Mais rares sont les camps qui ont nécessité autant de préparation que ma dernière aventure : une nuit dans un jardin en banlieue chic de Chicago.
En temps normal, je réside dans les forêts du nord du Wisconsin avec une meute de chiens de traîneau. Cependant, en raison d’une maladie familiale et de la participation de mon mari à l’Iditarod, j’ai passé les derniers mois en ville chez mes beaux-parents. Cette expérience urbaine m’a totalement déconcertée.
Les pelouses impeccables, l’absence totale d’insectes, et le fait que mes beaux-parents extrêmement aimables se fient à une application pour vérifier la météo, m’ont un peu déconnectée de la nature.

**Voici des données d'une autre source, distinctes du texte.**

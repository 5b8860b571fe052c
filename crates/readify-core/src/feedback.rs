//! Feedback form validation

use chrono::NaiveDateTime;

use crate::error::{ReadifyError, Result};
use crate::models::FeedbackEntry;

const MIN_NAME_CHARS: usize = 2;
const MIN_MESSAGE_CHARS: usize = 10;

/// Unvalidated feedback form fields
#[derive(Debug, Clone, Default)]
pub struct FeedbackDraft {
    pub name: String,
    pub email: String,
    pub message: String,
}

impl FeedbackDraft {
    pub fn new(name: impl Into<String>, email: impl Into<String>, message: impl Into<String>) -> Self {
        Self {
            name: name.into(),
            email: email.into(),
            message: message.into(),
        }
    }

    /// Validate the trimmed fields and stamp them with `time`
    ///
    /// Fields are checked in form order; the first failure wins.
    pub fn into_entry(self, time: NaiveDateTime) -> Result<FeedbackEntry> {
        let name = self.name.trim();
        let email = self.email.trim();
        let message = self.message.trim();

        if name.is_empty() {
            return Err(ReadifyError::invalid("Please enter your name."));
        }
        if name.chars().count() < MIN_NAME_CHARS {
            return Err(ReadifyError::invalid("Name must be at least 2 characters."));
        }
        if email.is_empty() {
            return Err(ReadifyError::invalid("Please enter your email address."));
        }
        if !is_valid_email(email) {
            return Err(ReadifyError::invalid(
                "Please enter a valid email address (e.g. user@example.com).",
            ));
        }
        if message.is_empty() {
            return Err(ReadifyError::invalid("Please enter your message."));
        }
        if message.chars().count() < MIN_MESSAGE_CHARS {
            return Err(ReadifyError::invalid(
                "Message must be at least 10 characters.",
            ));
        }

        Ok(FeedbackEntry {
            name: name.to_string(),
            email: email.to_string(),
            message: message.to_string(),
            time,
        })
    }
}

/// Loose address shape check: `local@domain.tld`, no whitespace, one `@`
pub fn is_valid_email(email: &str) -> bool {
    if email.chars().any(char::is_whitespace) {
        return false;
    }

    let Some((local, domain)) = email.split_once('@') else {
        return false;
    };
    if local.is_empty() || domain.contains('@') {
        return false;
    }

    // Needs a dot with at least one character on each side
    domain
        .char_indices()
        .any(|(i, c)| c == '.' && i > 0 && i + 1 < domain.len())
}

Le jardin : entre règlementations et créativité
Heureusement, j’avais donné de nombreux conseils au fil des ans sur la manière de se connecter avec la nature depuis la banlieue. L’une de mes suggestions préférées a toujours été de camper dans le jardin. Même si je n’avais pas essayé cela depuis l’enfance, il était temps de le faire, d’autant plus que j’avais accès à un magnifique jardin ombragé par des érables et des pins.
Un soir, mon cousin par alliance m’a averti : « Attends voir, ils vont appeler la HOA pour te dénoncer. » Je me suis alors préparée à relever le défi. Le règlement de la HOA ne mentionne rien sur le fait de dormir dans le jardin, mais je pouvais planter une tente pendant 72 heures avant de recevoir un avertissement. Finalement, cela m’a laissé avec une opportunité de camper pendant 17 jours à un coût symbolique.
La mise en place du camp
Ne disposant pas de matériel de camping sur place et avec un budget limité, je me suis montrée créative. J’ai acheté une bâche et des piquets de tente en pensant me coucher directement sur l’herbe.
Néanmoins, voyant un homme pulvériser des pesticides dans le jardin, j’ai pris la décision de dormir dans un hamac pour éviter les produits chimiques. Un investissement de 44,95 $ pour un hamac acheté chez Walmart m’a permis de rester hors du sol.
L’interaction inattendue avec les voisins
Chaque camp a sa faune, et ici, ce furent les voisins qui sont venus observés, visiblement intrigués par ma présence. Malgré quelques instants de gêne, le courant d’air frais me rappela l’harmonie que l’on peut parfois trouver avec la nature et les autres.
Finalement, même si le camping en arrière-cour s’est avéré plus complexe que prévu, il m’a permis de renouer avec une communauté environnementale locale. Ce sentiment d’appartenance s’est révélé plus précieux que la simple connexion avec la nature sauvage.